Sammlung der Entscheidungen des Schweizerischen Bundesgerichts
Collection des arrêts du Tribunal fédéral suisse
Raccolta delle decisioni del Tribunale federale svizzero

BGE 119 IA 505



119 Ia 505

55. Estratto della sentenza 16 dicembre 1993 della I Corte di diritto
pubblico nella causa X c. Direttore del penitenziario e Dipartimento di
giustizia del Cantone Ticino (ricorso di diritto amministrativo) Regeste

    Art. 8 und 10 EMRK: Nichtweiterleitung der an Dritte und an einen
Anwalt gerichteten Briefe eines Gefangenen.

    Beschränkungen des Briefverkehrs und des Anspruchs auf freie
Meinungsäusserung. Nichtweiterleitung der an einen Dritten gerichteten
Briefe eines Gefangenen mit ungehörigen und beleidigenden Äusserungen
über die Behörde (E. 3b und c).

    Die Nichtweiterleitung eines an einen Anwalt adressierten Briefes
des Gefangenen verstösst im vorliegenden Fall gegen die ausdrückliche
Gewährleistung derartigen Briefverkehrs in Art. 8 EMRK. Das Interesse am
Schutz des Privatgeheimnisses geht in der Regel der blossen Möglichkeit
eines möglichen Missbrauchs vor (E. 3d und 4a).
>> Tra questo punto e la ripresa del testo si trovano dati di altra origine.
use std::collections::HashMap;

use parking_lot::RwLock;
use pvs_errors::ErrorMetadata;
use pvs_value::{StateGroup, StateValue};

/// Resolves state code↔name per point group.
///
/// Groups are keyed by name; the empty name is the global group every
/// named group falls back to.
#[derive(Default)]
pub struct StateGroupResolver {
    groups: RwLock<HashMap<String, StateGroup>>,
}

impl StateGroupResolver {
    pub fn new() -> Self {
        Self::default()
    }

    /// Replace the full set of configured groups, e.g. on a metadata
    /// reload.
    pub fn reload(&self, groups: Vec<StateGroup>) {
        let mut g = self.groups.write();
        g.clear();
        for group in groups {
            g.insert(group.name.clone(), group);
        }
    }

    /// Snapshot every configured group, in no particular order.
    pub fn groups(&self) -> Vec<StateGroup> {
        self.groups.read().values().cloned().collect()
    }

    /// Resolve a value's state against `group_name` (empty for the global
    /// group directly). Fills in whichever of code/name is missing.
    /// Fails with `UnresolvedState` if resolution comes up empty.
    pub fn resolve(&self, group_name: &str, state: &StateValue) -> anyhow::Result<StateValue> {
        if state.is_resolved() || (state.code.is_none() && state.name.is_none()) {
            return Ok(state.clone());
        }
        let groups = self.groups.read();
        let named = groups.get(group_name);
        let global = if group_name.is_empty() {
            None
        } else {
            groups.get("")
        };

        if let Some(code) = state.code {
            let name = named
                .and_then(|g| g.name_for_code(code))
                .or_else(|| global.and_then(|g| g.name_for_code(code)));
            return match name {
                Some(name) => Ok(StateValue::resolved(code, name)),
                None => Err(unresolved(group_name, state)),
            };
        }
        if let Some(name) = &state.name {
            let code = named
                .and_then(|g| g.code_for_name(name))
                .or_else(|| global.and_then(|g| g.code_for_name(name)));
            return match code {
                Some(code) => Ok(StateValue::resolved(code, name.clone())),
                None => Err(unresolved(group_name, state)),
            };
        }
        Ok(state.clone())
    }
}

fn unresolved(group_name: &str, state: &StateValue) -> anyhow::Error {
    ErrorMetadata::unresolved_state(format!(
        "could not resolve state {state:?} in group {group_name:?}"
    ))
    .into()
}

#[cfg(test)]
mod tests {
    use pvs_value::State;

    use super::*;

    fn groups() -> Vec<StateGroup> {
        vec![
            StateGroup::new(
                "",
                vec![
                    State {
                        code: 0,
                        name: "OK".into(),
                    },
                    State {
                        code: 1,
                        name: "FAULT".into(),
                    },
                ],
            ),
            StateGroup::new(
                "valve",
                vec![State {
                    code: 2,
                    name: "OPEN".into(),
                }],
            ),
        ]
    }

    #[test]
    fn resolves_code_only_via_named_group() {
        let r = StateGroupResolver::new();
        r.reload(groups());
        let resolved = r.resolve("valve", &StateValue::code(2)).unwrap();
        assert_eq!(resolved.name.as_deref(), Some("OPEN"));
    }

    #[test]
    fn falls_back_to_global_group() {
        let r = StateGroupResolver::new();
        r.reload(groups());
        let resolved = r.resolve("valve", &StateValue::code(0)).unwrap();
        assert_eq!(resolved.name.as_deref(), Some("OK"));
    }

    #[test]
    fn unresolved_name_is_an_error() {
        let r = StateGroupResolver::new();
        r.reload(groups());
        assert!(r.resolve("valve", &StateValue::name("UNKNOWN")).is_err());
    }

    #[test]
    fn already_resolved_passes_through() {
        let r = StateGroupResolver::new();
        let resolved = r.resolve("", &StateValue::resolved(0, "OK")).unwrap();
        assert_eq!(resolved, StateValue::resolved(0, "OK"));
    }
}
use crate::ErrorKind;

/// Status codes for the embedded-C-client boundary. These are a
/// thin conversion table; the core's own logic never branches on them.
#[derive(Clone, Copy, Debug, Eq, PartialEq)]
#[repr(i32)]
pub enum StatusCode {
    Success = 0,
    Failed = 1,
    Disconnected = 2,
    BadHandle = 3,
    PointUnknown = 4,
    IllegalState = 5,
    Unrecoverable = 6,
    Ignored = 7,
}

impl From<ErrorKind> for StatusCode {
    fn from(kind: ErrorKind) -> Self {
        match kind {
            ErrorKind::ServiceClosed | ErrorKind::ServiceNotAvailable => {
                StatusCode::Disconnected
            },
            ErrorKind::SessionAuth | ErrorKind::Unauthorized => StatusCode::Failed,
            ErrorKind::PointUnknown => StatusCode::PointUnknown,
            ErrorKind::UnresolvedState | ErrorKind::IllegalArgument => StatusCode::Failed,
            ErrorKind::IllegalState => StatusCode::IllegalState,
            ErrorKind::BadHandle => StatusCode::BadHandle,
            ErrorKind::InvalidInterval => StatusCode::Failed,
            ErrorKind::StoreAccess => StatusCode::Unrecoverable,
            ErrorKind::IterationInterrupted => StatusCode::Failed,
        }
    }
}

impl StatusCode {
    pub fn as_i32(self) -> i32 {
        self as i32
    }
}

#[cfg(test)]
mod tests {
    use super::*;

    #[test]
    fn success_is_zero() {
        assert_eq!(StatusCode::Success.as_i32(), 0);
    }

    #[test]
    fn point_unknown_maps() {
        assert_eq!(
            StatusCode::from(ErrorKind::PointUnknown),
            StatusCode::PointUnknown
        );
    }
}
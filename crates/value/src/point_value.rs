use crate::{point_uuid::PointUuid, state::StateValue, value::Value};

/// An immutable, timestamped measurement.
///
/// A value with both `value` and `state` absent encodes tombstone intent
/// when the owning point is configured "null-removes";
/// the updater pipeline is responsible for converting such a value into a
/// [`VersionedValue::Deleted`] rather than this type enforcing it, since
/// whether null removes depends on point/store configuration the value
/// itself doesn't carry.
#[derive(Clone, Debug, PartialEq)]
pub struct PointValue {
    pub point_uuid: PointUuid,
    pub stamp: i64,
    pub state: Option<StateValue>,
    pub value: Option<Value>,
}

impl PointValue {
    pub fn new(point_uuid: PointUuid, stamp: i64) -> Self {
        Self {
            point_uuid,
            stamp,
            state: None,
            value: None,
        }
    }

    pub fn with_value(mut self, value: Value) -> Self {
        self.value = Some(value);
        self
    }

    pub fn with_state(mut self, state: StateValue) -> Self {
        self.state = Some(state);
        self
    }

    pub fn is_null(&self) -> bool {
        self.value.is_none()
    }
}

/// What kind of row a [`VersionedValue`] represents.
#[derive(Clone, Copy, Debug, Eq, PartialEq)]
pub enum PointValueKind {
    /// An ordinary write.
    Value,
    /// A tombstone: value and state are cleared, row lives under the
    /// point's deleted-bit shadow UUID.
    Deleted,
    /// A tombstone that additionally authorizes backend row removal: purge
    /// emits `Purged` variants so replication propagates the removal.
    Purged,
}

/// A [`PointValue`] plus the server-assigned write time (`version`).
#[derive(Clone, Debug, PartialEq)]
pub struct VersionedValue {
    pub point_value: PointValue,
    pub version: i64,
    pub kind: PointValueKind,
}

impl VersionedValue {
    pub fn value(point_uuid: PointUuid, stamp: i64, version: i64, value: Value) -> Self {
        Self {
            point_value: PointValue::new(point_uuid, stamp).with_value(value),
            version,
            kind: PointValueKind::Value,
        }
    }

    pub fn value_with_state(
        point_uuid: PointUuid,
        stamp: i64,
        version: i64,
        value: Option<Value>,
        state: Option<StateValue>,
    ) -> Self {
        let mut point_value = PointValue::new(point_uuid, stamp);
        point_value.value = value;
        point_value.state = state;
        Self {
            point_value,
            version,
            kind: PointValueKind::Value,
        }
    }

    /// Build the tombstone row for `point_uuid` at `stamp`: stored under
    /// `point_uuid.deleted()`, value and state cleared.
    pub fn deleted(point_uuid: PointUuid, stamp: i64, version: i64) -> Self {
        Self {
            point_value: PointValue::new(point_uuid.deleted(), stamp),
            version,
            kind: PointValueKind::Deleted,
        }
    }

    pub fn purged(point_uuid: PointUuid, stamp: i64, version: i64) -> Self {
        Self {
            point_value: PointValue::new(point_uuid.deleted(), stamp),
            version,
            kind: PointValueKind::Purged,
        }
    }

    pub fn is_deleted(&self) -> bool {
        matches!(self.kind, PointValueKind::Deleted | PointValueKind::Purged)
    }

    pub fn is_purged(&self) -> bool {
        matches!(self.kind, PointValueKind::Purged)
    }

    /// The point's plain (non-shadow) UUID, regardless of whether this row
    /// is stored under the deleted shadow.
    pub fn point_uuid(&self) -> PointUuid {
        self.point_value.point_uuid.undeleted()
    }

    pub fn stamp(&self) -> i64 {
        self.point_value.stamp
    }
}

#[cfg(test)]
mod tests {
    use crate::Value;

    use super::*;

    #[test]
    fn deleted_builds_a_tombstone_under_the_shadow_uuid() {
        let u = PointUuid::new_v4().undeleted();
        let d = VersionedValue::deleted(u, 100, 1);
        assert!(d.is_deleted());
        assert!(!d.is_purged());
        assert!(d.point_value.point_uuid.is_deleted());
        assert_eq!(d.point_uuid(), u);
        assert!(d.point_value.value.is_none());
    }

    #[test]
    fn purged_is_also_deleted() {
        let u = PointUuid::new_v4();
        let p = VersionedValue::purged(u, 100, 1);
        assert!(p.is_deleted());
        assert!(p.is_purged());
    }

    #[test]
    fn ordinary_value_round_trips_the_value() {
        let u = PointUuid::new_v4();
        let v = VersionedValue::value(u, 10, 1, Value::Signed64(42));
        assert_eq!(v.point_value.value, Some(Value::Signed64(42)));
        assert!(!v.is_deleted());
    }
}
Auszug aus den Erwägungen:

                       Dai considerandi:

Erwägung 3

    3.- Nel merito il ricorrente, oltre alla violazione degli art. 4
e 36 Cost., fa valere la lesione dell'art. 8 CEDU, che garantisce ad
ogni persona il diritto al rispetto della propria corrispondenza e
dell'art. 10 CEDU che sancisce la libertà d'espressione, nella misura
in cui essa permette di ricevere o di comunicare informazioni o idee
senza ingerenza alcuna da parte delle autorità pubbliche. In concreto,
le censure riguardano le condizioni poste per corrispondere con persone
al di fuori del penitenziario. Tuttavia, l'esercizio abusivo di questo
diritto non è protetto dall'art. 8 CEDU (DTF 118 Ia 87 consid. 3p). Anche
il diritto costituzionale non scritto, nella misura in cui sancisce la
libertà d'espressione, non si oppone a che tale diritto sia limitato
quantitativamente o qualitativamente per ragioni riconducibili al buon
andamento del penitenziario, alla sicurezza di terzi o all'interesse
stesso del detenuto.

    a) Come invocate dal ricorrente, le garanzie sono quelle che il
diritto costituzionale non scritto offre ad ogni persona, nella misura
in cui consacra la libertà personale (DTF 117 Ia 30 consid. 5a, 116 Ia
151 consid. 3) e la libertà d'espressione (DTF 113 Ia 316 consid. 4b); il
diritto al rispetto della corrispondenza rientra nel diritto alla libertà
d'espressione. Il Tribunale federale considera le norme convenzionali
invocate dal ricorrente (art. 8 e 10 CEDU) ai fini dell'interpretazione
e dell'applicazione delle citate libertà nella misura in cui esse
contribuiscono a concretarle; in quest'ambito, le garanzie convenzionali
non vanno però oltre quelle offerte dal diritto costituzionale non scritto
(DTF 119 Ia 73 consid. 3a, 117 Ia 466 consid. 2a, 477 consid. 3b). Il
ricorrente fa valere anche una lesione dell'art. 4 Cost., cui sembra
attribuire un contenuto analogo alle predette norme, ragione per cui
tale critica va esaminata nell'ambito di quella relativa alla libertà
personale (DTF 116 Ia 422 consid. 1b). Del tutto priva di motivazione
e quindi irricevibile è invece la censura di lesione dell'art. 36 Cost.,
concernente il monopolio e il segreto postale. Lo stesso vale per l'accenno
alla mancata separazione degli stabilimenti di pena nel Cantone Ticino.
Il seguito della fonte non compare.